La Commission nationale des marchés et de la compétition (CNMC) sera responsable du contrôle de l’enregistrement des nouveaux médias et aura la capacité d’établir des sanctions à ceux qui ne s’inscrivent pas. Dans le cas des plateformes numériques, cette agence, dont les conseillers choisissent le gouvernement, assurera également la conformité aux nouveaux règlements envoyé mardi par le Conseil des ministres au Congrèsmais ils n’auront une capacité de sanction que lorsqu’ils dépasseront 45 millions d’utilisateurs.

Les grandes plates-formes échapperont aux sanctions du CNMC, qui n’aura que la capacité d’alerter Bruxelles en cas d’infraction et agira au niveau communautaire.

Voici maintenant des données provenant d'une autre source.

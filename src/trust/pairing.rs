//! Proof-of-possession device pairing.
//!
//! Pairing runs on an unauthenticated bootstrap path: a loopback-only caller
//! requests a short-lived 6-digit code, delivers it to the new device out of
//! band, and the device exchanges the code plus a signature over
//! `PAIR:<code>` for a trusted registry entry. The signature proves control
//! of the private key matching the submitted public key without ever
//! transmitting that key.

use std::collections::HashMap;
use std::net::IpAddr;
use std::sync::Arc;
use std::time::{Duration, Instant};

use base64::engine::general_purpose::STANDARD as BASE64;
use base64::Engine as _;
use chrono::Utc;
use ed25519_dalek::{Signature, Verifier, VerifyingKey};
use rand::Rng;
use tokio::sync::Mutex;

use crate::error::PairingError;
use crate::trust::registry::{derive_device_id, DeviceRecord, DeviceRegistry, DeviceRole};

/// Lifetime of a pairing code.
const CODE_TTL: Duration = Duration::from_secs(300);

/// Out-of-band delivery channel for freshly generated pairing codes.
///
/// Keeps the coordinator decoupled from any specific output mechanism; the
/// production implementation prints to the operator console.
pub trait CodeDelivery: Send + Sync {
    fn deliver(&self, code: &str);
}

/// Prints pairing codes to the operator console.
pub struct ConsoleDelivery;

impl CodeDelivery for ConsoleDelivery {
    fn deliver(&self, code: &str) {
        println!("*** PAIRING CODE: {code} ***");
    }
}

/// Manages pending pairing codes and turns confirmed proofs into registry
/// entries.
#[derive(Clone)]
pub struct PairingCoordinator {
    registry: DeviceRegistry,
    /// code -> creation time.
    pending: Arc<Mutex<HashMap<String, Instant>>>,
    delivery: Arc<dyn CodeDelivery>,
    code_ttl: Duration,
}

impl PairingCoordinator {
    pub fn new(registry: DeviceRegistry, delivery: Arc<dyn CodeDelivery>) -> Self {
        Self {
            registry,
            pending: Arc::new(Mutex::new(HashMap::new())),
            delivery,
            code_ttl: CODE_TTL,
        }
    }

    /// Override the code lifetime (tests).
    pub fn with_code_ttl(mut self, ttl: Duration) -> Self {
        self.code_ttl = ttl;
        self
    }

    /// Generate a fresh single-use code and hand it to the delivery channel.
    /// Loopback callers only.
    pub async fn request_pairing(&self, caller: IpAddr) -> Result<String, PairingError> {
        if !caller.is_loopback() {
            return Err(PairingError::LocalOnlyViolation {
                addr: caller.to_string(),
            });
        }

        let code = generate_code();
        self.pending
            .lock()
            .await
            .insert(code.clone(), Instant::now());
        self.delivery.deliver(&code);
        tracing::info!("pairing code issued");
        Ok(code)
    }

    /// Exchange a valid code plus proof of possession for an enabled registry
    /// entry. Returns the derived device id.
    ///
    /// The code is consumed on success and on expiry; a failed proof puts it
    /// back so the device can retry within the code's lifetime.
    pub async fn confirm_pairing(
        &self,
        code: &str,
        public_key_hex: &str,
        signature_b64: &str,
        role: DeviceRole,
    ) -> Result<String, PairingError> {
        let created = {
            let mut pending = self.pending.lock().await;
            let created = pending.remove(code).ok_or(PairingError::InvalidCode)?;
            if created.elapsed() > self.code_ttl {
                return Err(PairingError::CodeExpired);
            }
            created
        };

        let public_key = match verify_proof(code, public_key_hex, signature_b64) {
            Ok(bytes) => bytes,
            Err(err) => {
                self.pending.lock().await.insert(code.to_string(), created);
                return Err(err);
            }
        };

        let device_id = derive_device_id(&public_key);
        let record = DeviceRecord {
            public_key: public_key_hex.to_string(),
            role,
            enabled: true,
            created_at: Utc::now().timestamp() as f64,
        };
        self.registry.upsert(&device_id, record).await?;
        tracing::info!(device_id = %device_id, "device paired");
        Ok(device_id)
    }

    /// Disable a device. Loopback callers only. Returns `false` when the
    /// device is unknown; the record is never deleted.
    pub async fn revoke(&self, device_id: &str, caller: IpAddr) -> Result<bool, PairingError> {
        if !caller.is_loopback() {
            return Err(PairingError::LocalOnlyViolation {
                addr: caller.to_string(),
            });
        }

        let revoked = self.registry.disable(device_id).await?;
        if revoked {
            tracing::info!(device_id = %device_id, "device revoked");
        }
        Ok(revoked)
    }

    /// Drop pending codes older than the TTL. Called from a periodic task so
    /// codes that are never confirmed cannot accumulate over long uptimes.
    pub async fn sweep_expired(&self) -> usize {
        let mut pending = self.pending.lock().await;
        let before = pending.len();
        pending.retain(|_, created| created.elapsed() <= self.code_ttl);
        before - pending.len()
    }

    /// Number of outstanding codes (for diagnostics).
    pub async fn pending_count(&self) -> usize {
        self.pending.lock().await.len()
    }
}

/// Check the proof signature over `PAIR:<code>` and return the raw public
/// key bytes.
fn verify_proof(
    code: &str,
    public_key_hex: &str,
    signature_b64: &str,
) -> Result<[u8; 32], PairingError> {
    let bytes = hex::decode(public_key_hex).map_err(|e| PairingError::InvalidPublicKey {
        reason: e.to_string(),
    })?;
    let public_key: [u8; 32] = bytes
        .try_into()
        .map_err(|_| PairingError::InvalidPublicKey {
            reason: "expected 32 bytes".to_string(),
        })?;
    let verify_key =
        VerifyingKey::from_bytes(&public_key).map_err(|_| PairingError::ProofOfPossessionFailed)?;

    let signature_bytes = BASE64
        .decode(signature_b64)
        .map_err(|_| PairingError::ProofOfPossessionFailed)?;
    let signature = Signature::from_slice(&signature_bytes)
        .map_err(|_| PairingError::ProofOfPossessionFailed)?;

    let message = format!("PAIR:{code}");
    verify_key
        .verify(message.as_bytes(), &signature)
        .map_err(|_| PairingError::ProofOfPossessionFailed)?;
    Ok(public_key)
}

/// Generate a random 6-digit pairing code.
fn generate_code() -> String {
    let mut rng = rand::thread_rng();
    let code: u32 = rng.gen_range(100_000..1_000_000);
    code.to_string()
}
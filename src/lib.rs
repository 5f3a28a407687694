//! DexHub: a self-hosted trusted-node speech gateway.
//!
//! The gateway exposes speech-to-text and text-to-speech endpoints to a small
//! set of paired personal devices. Every protected request is authenticated
//! with an Ed25519 signature over a canonical request string, checked for
//! replay and staleness, and rate limited per device. New devices bootstrap
//! through a loopback-initiated pairing handshake that proves possession of
//! their private key.

pub mod cli;
pub mod config;
pub mod error;
pub mod server;
pub mod speech;
pub mod trust;

pub use error::{Error, Result};
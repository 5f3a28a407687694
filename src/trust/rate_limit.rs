//! Token-bucket rate limiting per device and endpoint class.
//!
//! Buckets refill lazily on access, saturate at their capacity, and lose
//! exactly one token per accepted request. State is process-local and resets
//! on restart.

use std::collections::HashMap;
use std::sync::Arc;

use tokio::sync::Mutex;

/// Endpoint classes with distinct rate allowances.
///
/// Speech recognition is markedly more expensive than everything else, so it
/// gets its own, tighter bucket.
#[derive(Debug, Clone, Copy, PartialEq, Eq, Hash)]
pub enum EndpointClass {
    Recognition,
    General,
}

impl EndpointClass {
    /// Classify a request path.
    pub fn for_path(path: &str) -> Self {
        if path == "/stt" {
            EndpointClass::Recognition
        } else {
            EndpointClass::General
        }
    }
}

/// Capacity and refill rate for one bucket class.
#[derive(Debug, Clone, Copy, PartialEq)]
pub struct BucketParams {
    pub capacity: f64,
    pub refill_per_sec: f64,
}

/// Rate parameters for both endpoint classes. Configuration, not constants.
#[derive(Debug, Clone, PartialEq)]
pub struct RateLimitConfig {
    pub recognition: BucketParams,
    pub general: BucketParams,
}

impl Default for RateLimitConfig {
    fn default() -> Self {
        Self {
            recognition: BucketParams {
                capacity: 5.0,
                refill_per_sec: 20.0 / 60.0,
            },
            general: BucketParams {
                capacity: 10.0,
                refill_per_sec: 60.0 / 60.0,
            },
        }
    }
}

impl RateLimitConfig {
    pub fn params(&self, class: EndpointClass) -> BucketParams {
        match class {
            EndpointClass::Recognition => self.recognition,
            EndpointClass::General => self.general,
        }
    }
}

struct Bucket {
    tokens: f64,
    last_refill_ms: u64,
}

/// Per-(device, endpoint class) token buckets behind one lock.
#[derive(Clone, Default)]
pub struct RateLimiter {
    buckets: Arc<Mutex<HashMap<(String, EndpointClass), Bucket>>>,
}

impl RateLimiter {
    pub fn new() -> Self {
        Self::default()
    }

    /// Refill the bucket from elapsed time, then consume one token if at
    /// least one is available. Refill, check and decrement happen under a
    /// single lock acquisition.
    pub async fn try_consume(
        &self,
        device_id: &str,
        class: EndpointClass,
        now_ms: u64,
        params: BucketParams,
    ) -> bool {
        let mut buckets = self.buckets.lock().await;
        let bucket = buckets
            .entry((device_id.to_string(), class))
            .or_insert(Bucket {
                tokens: params.capacity,
                last_refill_ms: now_ms,
            });

        let elapsed_s = now_ms.saturating_sub(bucket.last_refill_ms) as f64 / 1000.0;
        bucket.tokens = (bucket.tokens + elapsed_s * params.refill_per_sec).min(params.capacity);
        bucket.last_refill_ms = now_ms;

        if bucket.tokens < 1.0 {
            return false;
        }
        bucket.tokens -= 1.0;
        true
    }
}
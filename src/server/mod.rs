//! Gateway HTTP server.
//!
//! Assembles the protected speech routes behind the authentication
//! middleware, the unauthenticated pairing/admin bootstrap routes, the CORS
//! layer for the desktop client, and a periodic sweep of stale pairing
//! codes. Channels define routes; a single `start()` binds the listener and
//! spawns the server task.

pub mod middleware;
pub mod routes;

use std::net::SocketAddr;
use std::sync::Arc;
use std::time::Duration;

use axum::{
    http::{header, HeaderName, HeaderValue, Method},
    middleware::from_fn_with_state,
    routing::post,
    Router,
};
use tokio::sync::oneshot;
use tokio::task::JoinHandle;
use tower_http::{cors::CorsLayer, trace::TraceLayer};

use crate::error::ServerError;
use crate::speech::{Synthesizer, Transcriber};
use crate::trust::authenticator::{
    RequestAuthenticator, HEADER_BODY_SHA256, HEADER_DEVICE_ID, HEADER_NONCE, HEADER_SIGNATURE,
    HEADER_TIMESTAMP,
};
use crate::trust::pairing::PairingCoordinator;

/// How often stale pairing codes are swept.
const SWEEP_INTERVAL: Duration = Duration::from_secs(60);

/// Shared state injected into handlers and middleware.
#[derive(Clone)]
pub struct AppState {
    pub authenticator: RequestAuthenticator,
    pub pairing: PairingCoordinator,
    pub transcriber: Arc<dyn Transcriber>,
    pub synthesizer: Arc<dyn Synthesizer>,
    pub max_body_bytes: usize,
}

/// Build the full route table with CORS and tracing applied.
pub fn build_router(state: AppState, allowed_origins: &[String]) -> Result<Router, ServerError> {
    let cors = cors_layer(allowed_origins)?;

    let protected = Router::new()
        .route("/stt", post(routes::speech_to_text))
        .route("/tts", post(routes::text_to_speech))
        .route_layer(from_fn_with_state(
            state.clone(),
            middleware::auth_middleware,
        ));

    let bootstrap = Router::new()
        .route("/pair/request", post(routes::pair_request))
        .route("/pair/confirm", post(routes::pair_confirm))
        .route("/admin/devices/revoke", post(routes::revoke_device));

    Ok(Router::new()
        .merge(protected)
        .merge(bootstrap)
        .layer(cors)
        .layer(TraceLayer::new_for_http())
        .with_state(state))
}

fn cors_layer(allowed_origins: &[String]) -> Result<CorsLayer, ServerError> {
    let mut origins = Vec::with_capacity(allowed_origins.len());
    for origin in allowed_origins {
        let value = origin
            .parse::<HeaderValue>()
            .map_err(|_| ServerError::InvalidOrigin {
                origin: origin.clone(),
            })?;
        origins.push(value);
    }

    Ok(CorsLayer::new()
        .allow_origin(origins)
        .allow_methods([Method::GET, Method::POST])
        .allow_headers([
            header::CONTENT_TYPE,
            HeaderName::from_static(HEADER_DEVICE_ID),
            HeaderName::from_static(HEADER_TIMESTAMP),
            HeaderName::from_static(HEADER_NONCE),
            HeaderName::from_static(HEADER_BODY_SHA256),
            HeaderName::from_static(HEADER_SIGNATURE),
        ]))
}

/// The gateway server plus its background pairing-code sweep.
pub struct GatewayServer {
    addr: SocketAddr,
    app: Router,
    pairing: PairingCoordinator,
    local_addr: Option<SocketAddr>,
    shutdown_tx: Option<oneshot::Sender<()>>,
    handle: Option<JoinHandle<()>>,
    sweep_handle: Option<JoinHandle<()>>,
}

impl GatewayServer {
    pub fn new(addr: SocketAddr, app: Router, pairing: PairingCoordinator) -> Self {
        Self {
            addr,
            app,
            pairing,
            local_addr: None,
            shutdown_tx: None,
            handle: None,
            sweep_handle: None,
        }
    }

    /// Bind the listener and spawn the server and sweep tasks.
    pub async fn start(&mut self) -> Result<(), ServerError> {
        let listener = tokio::net::TcpListener::bind(self.addr)
            .await
            .map_err(|e| ServerError::BindFailed {
                addr: self.addr.to_string(),
                reason: e.to_string(),
            })?;
        self.local_addr = listener.local_addr().ok();

        tracing::info!("Gateway listening on {}", self.addr);

        let (shutdown_tx, shutdown_rx) = oneshot::channel();
        self.shutdown_tx = Some(shutdown_tx);

        let app = self.app.clone();
        let handle = tokio::spawn(async move {
            let service = app.into_make_service_with_connect_info::<SocketAddr>();
            if let Err(e) = axum::serve(listener, service)
                .with_graceful_shutdown(async {
                    let _ = shutdown_rx.await;
                    tracing::info!("Gateway shutting down");
                })
                .await
            {
                tracing::error!("Gateway server error: {}", e);
            }
        });
        self.handle = Some(handle);

        let pairing = self.pairing.clone();
        self.sweep_handle = Some(tokio::spawn(async move {
            let mut interval = tokio::time::interval(SWEEP_INTERVAL);
            interval.tick().await;
            loop {
                interval.tick().await;
                let removed = pairing.sweep_expired().await;
                if removed > 0 {
                    tracing::debug!(removed, "swept expired pairing codes");
                }
            }
        }));

        Ok(())
    }

    /// The bound address (useful when binding port 0).
    pub fn local_addr(&self) -> Option<SocketAddr> {
        self.local_addr
    }

    /// Signal graceful shutdown and wait for the server task to finish.
    pub async fn shutdown(&mut self) {
        if let Some(sweep) = self.sweep_handle.take() {
            sweep.abort();
        }
        if let Some(tx) = self.shutdown_tx.take() {
            let _ = tx.send(());
        }
        if let Some(handle) = self.handle.take() {
            let _ = handle.await;
        }
    }
}
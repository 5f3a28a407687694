//! Error types for DexHub.

/// Top-level error type for the gateway.
#[derive(Debug, thiserror::Error)]
pub enum Error {
    #[error("Configuration error: {0}")]
    Config(#[from] ConfigError),

    #[error("Registry error: {0}")]
    Registry(#[from] RegistryError),

    #[error("Authentication error: {0}")]
    Auth(#[from] AuthError),

    #[error("Pairing error: {0}")]
    Pairing(#[from] PairingError),

    #[error("Speech error: {0}")]
    Speech(#[from] SpeechError),

    #[error("Server error: {0}")]
    Server(#[from] ServerError),
}

/// Configuration-related errors.
#[derive(Debug, thiserror::Error)]
pub enum ConfigError {
    #[error("Missing required environment variable: {0}")]
    MissingEnvVar(String),

    #[error("Invalid configuration value for {key}: {message}")]
    InvalidValue { key: String, message: String },

    #[error("IO error: {0}")]
    Io(#[from] std::io::Error),
}

/// Device registry persistence errors.
///
/// A failed save is fatal to the operation that triggered it; losing a write
/// would desynchronize trust state between memory and disk.
#[derive(Debug, thiserror::Error)]
pub enum RegistryError {
    #[error("Failed to load device registry from {path}: {reason}")]
    Load { path: String, reason: String },

    #[error("Failed to persist device registry to {path}: {reason}")]
    Save { path: String, reason: String },
}

/// Request authentication failures.
///
/// Every variant is terminal for the request: it is surfaced to the caller
/// with a specific status and never retried server-side.
#[derive(Debug, thiserror::Error)]
pub enum AuthError {
    #[error("Missing authentication headers")]
    MissingCredentials,

    #[error("Invalid timestamp")]
    InvalidTimestamp,

    #[error("Request expired: {skew_ms}ms outside the freshness window")]
    RequestExpired { skew_ms: i64 },

    #[error("Nonce replay detected for device {device_id}")]
    NonceReplay { device_id: String },

    #[error("Device unauthorized or unknown: {device_id}")]
    DeviceUnauthorized { device_id: String },

    #[error("Rate limit exceeded for device {device_id}")]
    RateLimited { device_id: String },

    #[error("Body integrity check failed")]
    BodyIntegrityFailure,

    #[error("Invalid signature")]
    SignatureInvalid,
}

/// Pairing bootstrap and admin failures.
#[derive(Debug, thiserror::Error)]
pub enum PairingError {
    #[error("Invalid pairing code")]
    InvalidCode,

    #[error("Pairing code expired")]
    CodeExpired,

    #[error("Proof of possession failed")]
    ProofOfPossessionFailed,

    #[error("Invalid public key: {reason}")]
    InvalidPublicKey { reason: String },

    #[error("Local-only endpoint called from {addr}")]
    LocalOnlyViolation { addr: String },

    #[error(transparent)]
    Registry(#[from] RegistryError),
}

/// Speech engine boundary failures.
#[derive(Debug, thiserror::Error)]
pub enum SpeechError {
    #[error("No text provided")]
    EmptyText,

    #[error("Transcription failed: {reason}")]
    TranscriptionFailed { reason: String },

    #[error("Synthesis failed: {reason}")]
    SynthesisFailed { reason: String },

    #[error("IO error: {0}")]
    Io(#[from] std::io::Error),
}

/// Gateway server errors.
#[derive(Debug, thiserror::Error)]
pub enum ServerError {
    #[error("Failed to bind to {addr}: {reason}")]
    BindFailed { addr: String, reason: String },

    #[error("Invalid origin in CORS configuration: {origin}")]
    InvalidOrigin { origin: String },
}

/// Result type alias for the gateway.
pub type Result<T> = std::result::Result<T, Error>;
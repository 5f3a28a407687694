//! Text-to-speech boundary.
//!
//! Two implementations: a local `say` subprocess writing AIFF, and the
//! Google Gemini TTS REST API returning PCM. Both hand back base64 audio so
//! the HTTP layer never touches raw sample data.

use std::time::Duration;

use async_trait::async_trait;
use base64::engine::general_purpose::STANDARD as BASE64;
use base64::Engine as _;
use secrecy::{ExposeSecret, SecretString};
use serde::{Deserialize, Serialize};

use crate::error::SpeechError;

/// Synthesized audio, base64-encoded.
#[derive(Debug, Clone, Serialize)]
pub struct SynthesizedAudio {
    pub audio: String,
    pub format: String,
}

/// Turns text into audible speech.
#[async_trait]
pub trait Synthesizer: Send + Sync {
    async fn synthesize(&self, text: &str) -> Result<SynthesizedAudio, SpeechError>;
}

/// Local synthesis via the macOS `say` command into a temp AIFF file.
pub struct SayCommand {
    command: String,
}

impl SayCommand {
    pub fn new() -> Self {
        Self {
            command: "say".to_string(),
        }
    }

    pub fn with_command(command: impl Into<String>) -> Self {
        Self {
            command: command.into(),
        }
    }
}

impl Default for SayCommand {
    fn default() -> Self {
        Self::new()
    }
}

#[async_trait]
impl Synthesizer for SayCommand {
    async fn synthesize(&self, text: &str) -> Result<SynthesizedAudio, SpeechError> {
        let aiff = tempfile::Builder::new()
            .prefix("dexhub-tts-")
            .suffix(".aiff")
            .tempfile()?;

        let output = tokio::process::Command::new(&self.command)
            .arg("-o")
            .arg(aiff.path())
            .arg(text)
            .output()
            .await?;

        if !output.status.success() {
            return Err(SpeechError::SynthesisFailed {
                reason: String::from_utf8_lossy(&output.stderr).trim().to_string(),
            });
        }

        let audio = tokio::fs::read(aiff.path()).await?;
        Ok(SynthesizedAudio {
            audio: BASE64.encode(audio),
            format: "aiff".to_string(),
        })
    }
}

const GEMINI_BASE_URL: &str = "https://generativelanguage.googleapis.com";
const GEMINI_TTS_MODEL: &str = "gemini-2.5-flash-preview-tts";

/// Transient cloud failures are retried on this schedule before giving up.
const RETRY_BACKOFF: [Duration; 3] = [
    Duration::from_secs(1),
    Duration::from_secs(2),
    Duration::from_secs(4),
];

/// Cloud synthesis via the Google Gemini TTS REST API.
pub struct GeminiTts {
    client: reqwest::Client,
    api_key: SecretString,
    voice: String,
    base_url: String,
    backoff: Vec<Duration>,
}

impl GeminiTts {
    pub fn new(api_key: SecretString, voice: impl Into<String>) -> Self {
        Self {
            client: reqwest::Client::new(),
            api_key,
            voice: voice.into(),
            base_url: GEMINI_BASE_URL.to_string(),
            backoff: RETRY_BACKOFF.to_vec(),
        }
    }

    /// Point at a different endpoint (tests).
    pub fn with_base_url(mut self, base_url: impl Into<String>) -> Self {
        self.base_url = base_url.into();
        self
    }

    /// Override the retry schedule (tests).
    pub fn with_backoff(mut self, backoff: Vec<Duration>) -> Self {
        self.backoff = backoff;
        self
    }

    fn request_body(&self, text: &str) -> GeminiTtsRequest {
        GeminiTtsRequest {
            contents: vec![GeminiContent {
                parts: vec![GeminiTextPart {
                    text: text.to_string(),
                }],
            }],
            generation_config: GenerationConfig {
                response_modalities: vec!["AUDIO".to_string()],
                speech_config: GeminiSpeechConfig {
                    voice_config: VoiceConfig {
                        prebuilt_voice_config: PrebuiltVoiceConfig {
                            voice_name: self.voice.clone(),
                        },
                    },
                },
            },
        }
    }

    async fn attempt(&self, body: &GeminiTtsRequest) -> Result<String, String> {
        let url = format!(
            "{}/v1beta/models/{}:generateContent",
            self.base_url, GEMINI_TTS_MODEL
        );
        let response = self
            .client
            .post(&url)
            .query(&[("key", self.api_key.expose_secret())])
            .json(body)
            .send()
            .await
            .map_err(|e| e.to_string())?;

        let status = response.status();
        if !status.is_success() {
            return Err(format!("HTTP {status}"));
        }

        let parsed: GeminiTtsResponse = response.json().await.map_err(|e| e.to_string())?;
        extract_audio(parsed).ok_or_else(|| "no audio in response".to_string())
    }
}

#[async_trait]
impl Synthesizer for GeminiTts {
    async fn synthesize(&self, text: &str) -> Result<SynthesizedAudio, SpeechError> {
        let body = self.request_body(text);
        let mut last_failure = String::new();

        for (attempt, delay) in self.backoff.iter().enumerate() {
            match self.attempt(&body).await {
                Ok(audio) => {
                    return Ok(SynthesizedAudio {
                        audio,
                        format: "pcm".to_string(),
                    });
                }
                Err(reason) => {
                    tracing::warn!(attempt = attempt + 1, %reason, "cloud TTS attempt failed");
                    last_failure = reason;
                }
            }
            tokio::time::sleep(*delay).await;
        }

        Err(SpeechError::SynthesisFailed {
            reason: format!(
                "cloud TTS failed after {} attempts: {last_failure}",
                self.backoff.len()
            ),
        })
    }
}

/// Pull the base64 audio out of the first candidate part.
fn extract_audio(response: GeminiTtsResponse) -> Option<String> {
    response
        .candidates
        .into_iter()
        .next()?
        .content
        .parts
        .into_iter()
        .next()?
        .inline_data
        .map(|data| data.data)
}

#[derive(Debug, Serialize)]
struct GeminiTtsRequest {
    contents: Vec<GeminiContent>,
    #[serde(rename = "generationConfig")]
    generation_config: GenerationConfig,
}

#[derive(Debug, Serialize)]
struct GeminiContent {
    parts: Vec<GeminiTextPart>,
}

#[derive(Debug, Serialize)]
struct GeminiTextPart {
    text: String,
}

#[derive(Debug, Serialize)]
#[serde(rename_all = "camelCase")]
struct GenerationConfig {
    response_modalities: Vec<String>,
    speech_config: GeminiSpeechConfig,
}

#[derive(Debug, Serialize)]
#[serde(rename_all = "camelCase")]
struct GeminiSpeechConfig {
    voice_config: VoiceConfig,
}

#[derive(Debug, Serialize)]
#[serde(rename_all = "camelCase")]
struct VoiceConfig {
    prebuilt_voice_config: PrebuiltVoiceConfig,
}

#[derive(Debug, Serialize)]
#[serde(rename_all = "camelCase")]
struct PrebuiltVoiceConfig {
    voice_name: String,
}

#[derive(Debug, Deserialize)]
struct GeminiTtsResponse {
    #[serde(default)]
    candidates: Vec<GeminiCandidate>,
}

#[derive(Debug, Deserialize)]
struct GeminiCandidate {
    content: GeminiResponseContent,
}

#[derive(Debug, Deserialize)]
struct GeminiResponseContent {
    #[serde(default)]
    parts: Vec<GeminiResponsePart>,
}

#[derive(Debug, Deserialize)]
struct GeminiResponsePart {
    #[serde(rename = "inlineData")]
    inline_data: Option<GeminiInlineData>,
}

#[derive(Debug, Deserialize)]
struct GeminiInlineData {
    data: String,
}

#[cfg(test)]
mod tests {
    use super::*;

    fn gemini() -> GeminiTts {
        GeminiTts::new(SecretString::from("test-key".to_string()), "Puck")
    }

    #[test]
    fn test_request_body_matches_api_shape() {
        let body = gemini().request_body("hello");
        let value = serde_json::to_value(&body).unwrap();

        assert_eq!(value["contents"][0]["parts"][0]["text"], "hello");
        assert_eq!(value["generationConfig"]["responseModalities"][0], "AUDIO");
        assert_eq!(
            value["generationConfig"]["speechConfig"]["voiceConfig"]["prebuiltVoiceConfig"]
                ["voiceName"],
            "Puck"
        );
    }

    #[test]
    fn test_extract_audio_from_response() {
        let response: GeminiTtsResponse = serde_json::from_value(serde_json::json!({
            "candidates": [{
                "content": {
                    "parts": [{ "inlineData": { "data": "cGNtLWJ5dGVz" } }]
                }
            }]
        }))
        .unwrap();

        assert_eq!(extract_audio(response).unwrap(), "cGNtLWJ5dGVz");
    }

    #[test]
    fn test_extract_audio_handles_empty_response() {
        let response: GeminiTtsResponse = serde_json::from_value(serde_json::json!({})).unwrap();
        assert!(extract_audio(response).is_none());

        let response: GeminiTtsResponse = serde_json::from_value(serde_json::json!({
            "candidates": [{ "content": { "parts": [{}] } }]
        }))
        .unwrap();
        assert!(extract_audio(response).is_none());
    }

    #[test]
    fn test_default_backoff_schedule() {
        let tts = gemini();
        assert_eq!(
            tts.backoff,
            vec![
                Duration::from_secs(1),
                Duration::from_secs(2),
                Duration::from_secs(4)
            ]
        );
    }

    #[cfg(unix)]
    #[tokio::test]
    async fn test_say_failure_surfaces_synthesis_error() {
        let synthesizer = SayCommand::with_command("false");
        let err = synthesizer.synthesize("hello").await.unwrap_err();
        assert!(matches!(err, SpeechError::SynthesisFailed { .. }));
    }

    #[tokio::test]
    async fn test_gemini_gives_up_after_backoff_exhausted() {
        // Unroutable endpoint with a zero-length schedule of one instant
        // retry: the error must surface as SynthesisFailed, not hang.
        let tts = gemini()
            .with_base_url("http://127.0.0.1:1")
            .with_backoff(vec![Duration::from_millis(0)]);
        let err = tts.synthesize("hello").await.unwrap_err();
        assert!(matches!(err, SpeechError::SynthesisFailed { .. }));
    }
}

Le droit de la gouvernance démocratique des services numériques et de la gestion des médias établit des sanctions jusqu’à 6% du volume de votre entreprise annuelle Dans le cas des infractions caractérisées comme très graves.

Le gouvernement quittera la majeure partie des fonctions pour effectuer «un dossier médiatique dans lequel les informations publiques sont disponibles pour la Commission nationale des marchés et de la compétition (CNMC) (CNMC) (CNMC) sur votre propriété et vos investissements publicitaires que vous recevez « . D’après les associations professionnelles, il a été préconisé par la création d’une commission indépendante et composée de professionnels des médias.

Dans l’exécutif, en revanche, ils défendent la nature indépendante de cette agence et qu’avec sa réforme, leurs compétences seront ajustées à ce qui détermine le Comité européen des services des médias. À cette fin, la norme future modifiera la loi 34/2002, du 11 juillet, sur les services des services d’information et de commerce électronique, afin de désigner le CNMC en tant que coordinateur des services numériques, accordant de larges compétences de contrôle, de supervision, d’inspection et de sanction sur les plates-formes numériques. Parmi eux, forçant les plates-formes à avoir des canaux de dénonciation, offrez une transparence sur leurs algorithmes, renforcez la sécurité des utilisateurs mineurs et un réseau d ‘«alerters fiables» sera créé. Ils seront des personnes juridiques qualifiées en tant que vérificateurs et feront partie d’un réseau européen. Ce sera le CNMC qui les certifie au niveau national.

La réglementation européenne établit que «les autorités ou agences réglementaires nationales doivent ont également les compétences appropriéesspécifiquement pour demander des informations et des données de toute personne naturelle ou légale à laquelle ce règlement est appliqué, ou que, pour des raisons liées à leurs activités commerciales ou commerciales ou à leur profession, pourrait raisonnablement être en possession des informations et des données nécessaires, en ce qui concerne les droits et les intérêts desdits personnes. Remarque le règlement selon lequel «doit être totalement indépendant, également face à toute influence politique ou économique, et ne doit pas demander ou recevoir des instructions d’un gouvernement, d’une institution, national, supranational ou international, ou d’une personne ou d’un organisme public ou privé. « 

Publicité institutionnelle

Au niveau des médias, la compétence peut évaluer l’achat de médias afin d’éviter la concentration et pour le renforcement du pluralisme informatif. Le projet de loi ne définit pas les pourcentages de concentration, car le CNMC a demandé du temps pour approfondir la question. Il est destiné à suivre le sillage de la loi générale des médias audiovisuels, où des limites à la concentration au niveau du spectre radio et des téléviseurs ont été établies.

Du registre des médias, avec des informations sur ses biens et son financement public, l’exécutif cherche à «garantir les systèmes de mesure de l’audience avec des principes de transparence et d’impartialité». De là La loi sur la publicité institutionnelle sera modifiée introduire des critères de «transparence, proportionnalité et non-discrimination».